Elastikommunikation mit zwei Stahlplatten, im Park Helan Arts in Luipegem 77, 2680 Bornem, 1990
Post vom 11.06.2021
 
Kommunikation ist für Francis Feidler der Schlüssel zu allem was ist. Kunst, Leben, Liebe - bei all dem, was uns als denkende und fühlende Lebewesen umtreibt, steht die Kommunikation im Mittelpunkt. Wie Hartmut Rosa, der Soziologieprofessor aus Jena, steht für Feidler alles in einem Schwingungsverhältnis. Er nennt dieses Verhältnis jedoch nicht Resonanz, sondern Elastikommunikation.

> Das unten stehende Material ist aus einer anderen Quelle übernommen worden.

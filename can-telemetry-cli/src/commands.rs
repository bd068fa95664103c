//! Subcommand implementations

use anyhow::{bail, Context, Result};
use can_telemetry::{
    now_seconds, read_csv_log, CanInterface, FilterBuilder, FilterSet, Frame, FrameQuery,
    FrameStore, MessageDatabase, SignalDecoder, TelemetryApp, TelemetryConfig, MAX_STANDARD_ID,
};
use chrono::{DateTime, Local, Utc};
use std::io;
use std::path::{Path, PathBuf};
use std::thread;
use std::time::Duration;

/// Frames shown after a session ends
const SUMMARY_FRAMES: usize = 10;

/// Parse an arbitration id given as decimal or `0x` hex
pub fn parse_id(value: &str) -> std::result::Result<u32, String> {
    let value = value.trim();
    let parsed = match value.strip_prefix("0x").or_else(|| value.strip_prefix("0X")) {
        Some(hex) => u32::from_str_radix(hex, 16),
        None => value.parse::<u32>(),
    };
    parsed.map_err(|e| format!("invalid arbitration id '{}': {}", value, e))
}

/// Parse a payload given as hex digits, optionally separated by spaces
pub fn parse_payload(value: &str) -> Result<Vec<u8>> {
    let digits: String = value.chars().filter(|c| !c.is_whitespace()).collect();
    hex::decode(&digits).with_context(|| format!("invalid hex payload '{}'", value))
}

/// Local wall-clock rendering of an epoch-seconds timestamp
fn format_timestamp(timestamp: f64) -> String {
    let secs = timestamp.floor() as i64;
    let nanos = ((timestamp - timestamp.floor()) * 1e9) as u32;
    match DateTime::<Utc>::from_timestamp(secs, nanos) {
        Some(utc) => utc
            .with_timezone(&Local)
            .format("%Y-%m-%d %H:%M:%S%.6f")
            .to_string(),
        None => format!("{:.6}", timestamp),
    }
}

fn print_frames(frames: &[Frame]) {
    for frame in frames {
        println!("{}  {}", format_timestamp(frame.timestamp), frame);
    }
}

pub fn run(
    config_path: &Path,
    seconds: Option<f64>,
    channel: Option<String>,
    peak_interface: Option<String>,
) -> Result<()> {
    let config = TelemetryConfig::from_json_file(config_path)
        .with_context(|| format!("Failed to load configuration {:?}", config_path))?;

    let mut app = TelemetryApp::new(config)?;
    if let Some(channel) = channel {
        app = app.with_virtual_channel(channel);
    }
    if let Some(interface) = peak_interface {
        app = app.with_peak_interface(interface);
    }

    app.start().context("Failed to start telemetry")?;
    println!(
        "Telemetry running on {} interface, storing to {:?}",
        app.config().interface,
        app.config().sqlite_log_file_path()
    );

    match seconds {
        Some(secs) if secs > 0.0 => thread::sleep(Duration::from_secs_f64(secs)),
        Some(_) => {}
        None => {
            println!("Press Enter to stop");
            let mut line = String::new();
            io::stdin()
                .read_line(&mut line)
                .context("Failed to read from stdin")?;
        }
    }

    let status = app.check();
    app.stop();
    if let Err(e) = status {
        log::warn!("{}", e);
    }

    let recent = app.sqlite_read_via(SUMMARY_FRAMES, None, None, None)?;
    println!("\nMost recent {} frame(s):", recent.len());
    print_frames(&recent);
    Ok(())
}

pub fn query(
    db: &Path,
    n: usize,
    allow: &[u32],
    deny: &[u32],
    error: Option<bool>,
    json: bool,
) -> Result<()> {
    let store = FrameStore::open_read_only(db)
        .with_context(|| format!("Failed to open frame store {:?}", db))?;

    let mut query = FrameQuery::new(n);
    if !allow.is_empty() {
        query = query.allow(allow.iter().copied());
    }
    if !deny.is_empty() {
        query = query.deny(deny.iter().copied());
    }
    if let Some(is_error) = error {
        query = query.error_frames(is_error);
    }

    let frames = store.query(&query)?;
    if json {
        println!("{}", serde_json::to_string_pretty(&frames)?);
    } else {
        print_frames(&frames);
        log::info!("{} frame(s)", frames.len());
    }
    Ok(())
}

/// Arbitration id and id width of the frame to decode
fn resolve_message(
    database: &MessageDatabase,
    id: Option<u32>,
    message: Option<&str>,
) -> Result<(u32, bool)> {
    match (id, message) {
        (Some(id), _) => Ok((id, id > MAX_STANDARD_ID)),
        (None, Some(name)) => database
            .get_message_by_name(name)
            .map(|m| (m.id, m.is_extended))
            .with_context(|| format!("No message named '{}' in the DBC", name)),
        (None, None) => bail!("either an arbitration id or a message name is required"),
    }
}

pub fn decode(
    dbc: &Path,
    id: Option<u32>,
    message: Option<&str>,
    data: &str,
    json: bool,
) -> Result<()> {
    let decoder = SignalDecoder::from_dbc(dbc)
        .with_context(|| format!("Failed to load DBC {:?}", dbc))?;
    let (id, extended) = resolve_message(decoder.database(), id, message)?;
    let payload = parse_payload(data)?;
    let frame = if extended {
        Frame::new_extended(id, &payload)
    } else {
        Frame::new(id, &payload)
    };
    let frame = frame.with_timestamp(now_seconds());

    let signals = decoder.decode_signals(&frame)?;
    if json {
        println!("{}", serde_json::to_string_pretty(&signals)?);
        return Ok(());
    }

    if let Some(message) = decoder.database().get_message(id) {
        println!("{} (0x{:X})", message.name, id);
    }
    for signal in signals {
        let unit = signal.unit.as_deref().unwrap_or("");
        match signal.value_description {
            Some(label) => println!("  {} = {} {} ({})", signal.name, signal.value, unit, label),
            None => println!("  {} = {} {}", signal.name, signal.value, unit),
        }
    }
    Ok(())
}

/// One line per label: the sorted ids of the messages matching it, or one
/// line per message when no names are given
fn filter_lines(database: &MessageDatabase, names: &[String]) -> Vec<String> {
    if names.is_empty() {
        return database
            .can_ids()
            .into_iter()
            .filter_map(|id| database.get_message(id))
            .map(|m| format!("0x{:X}: {}", m.id, m.name))
            .collect();
    }

    let mut filters = FilterSet::new();
    for name in names {
        FilterBuilder::add(&mut filters, database, name);
    }

    filters
        .labels()
        .map(|label| {
            let mut ids: Vec<u32> = filters
                .get(label)
                .map(|ids| ids.iter().copied().collect())
                .unwrap_or_default();
            ids.sort_unstable();
            let rendered: Vec<String> = ids.iter().map(|id| format!("0x{:X}", id)).collect();
            format!("{}: {}", label, rendered.join(", "))
        })
        .collect()
}

pub fn filter(dbc: &Path, names: &[String]) -> Result<()> {
    let database = MessageDatabase::from_dbc(dbc)
        .with_context(|| format!("Failed to load DBC {:?}", dbc))?;

    let stats = database.stats();
    log::info!(
        "{}: {} message(s), {} signal(s), {} multiplexed",
        database.source().unwrap_or("DBC"),
        stats.num_messages,
        stats.num_signals,
        stats.num_multiplexed
    );

    for line in filter_lines(&database, names) {
        println!("{}", line);
    }
    Ok(())
}

/// Sample configuration: two battery frames replayed one and two seconds in
pub fn sample_config(dbc: PathBuf, interface: CanInterface) -> TelemetryConfig {
    let now = now_seconds();
    TelemetryConfig::new(dbc)
        .with_interface(interface)
        .with_csv_logging(true)
        .with_sim_messages(vec![
            Frame::new(0x100, &[0xE8, 0x03, 0xD0, 0x07]).with_timestamp(now + 1.0),
            Frame::new(0x200, &[0x83, 0xFF]).with_timestamp(now + 2.0),
        ])
}

/// Frames of a CSV log moved forward in time: the first one replays one
/// second from now, the rest keep their spacing
pub fn frames_from_csv(path: &Path) -> Result<Vec<Frame>> {
    let mut frames = read_csv_log(path)
        .with_context(|| format!("Failed to read CSV log {:?}", path))?;
    let Some(first) = frames.iter().map(|f| f.timestamp).reduce(f64::min) else {
        bail!("CSV log {:?} contains no frames", path);
    };
    let shift = now_seconds() + 1.0 - first;
    for frame in &mut frames {
        frame.timestamp += shift;
    }
    Ok(frames)
}

pub fn init_config(
    out: &Path,
    dbc: PathBuf,
    interface: CanInterface,
    sim_csv: Option<&Path>,
) -> Result<()> {
    let mut config = sample_config(dbc, interface);
    if let Some(path) = sim_csv {
        config = config.with_sim_messages(frames_from_csv(path)?);
    }
    config
        .to_json_file(out, true)
        .with_context(|| format!("Failed to write configuration {:?}", out))?;
    println!(
        "Configuration with {} replay frame(s) written to {:?}",
        config.sim_messages.len(),
        out
    );
    Ok(())
}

Mit seinen Großskulpturen, wie im Fall dieser Außenskulptur im Park Helan Arts in Luipegem, macht Feidler das widersprüchliche dieses Verhältnisses sichtbar. Die große gebogene Stahlplatte wird von einem Stahlseil gehalten. Man spürt die Spannung förmlich. Doch was man eigentlich spürt ist die Elastikommunikation zweier Materialien, die eigentlich als “starr” und “unkommunikativ” eingestuft werden. Das paradoxe dieser Situation ist gleichzusetzen mit dem Paradox menschlicher Kommunikation.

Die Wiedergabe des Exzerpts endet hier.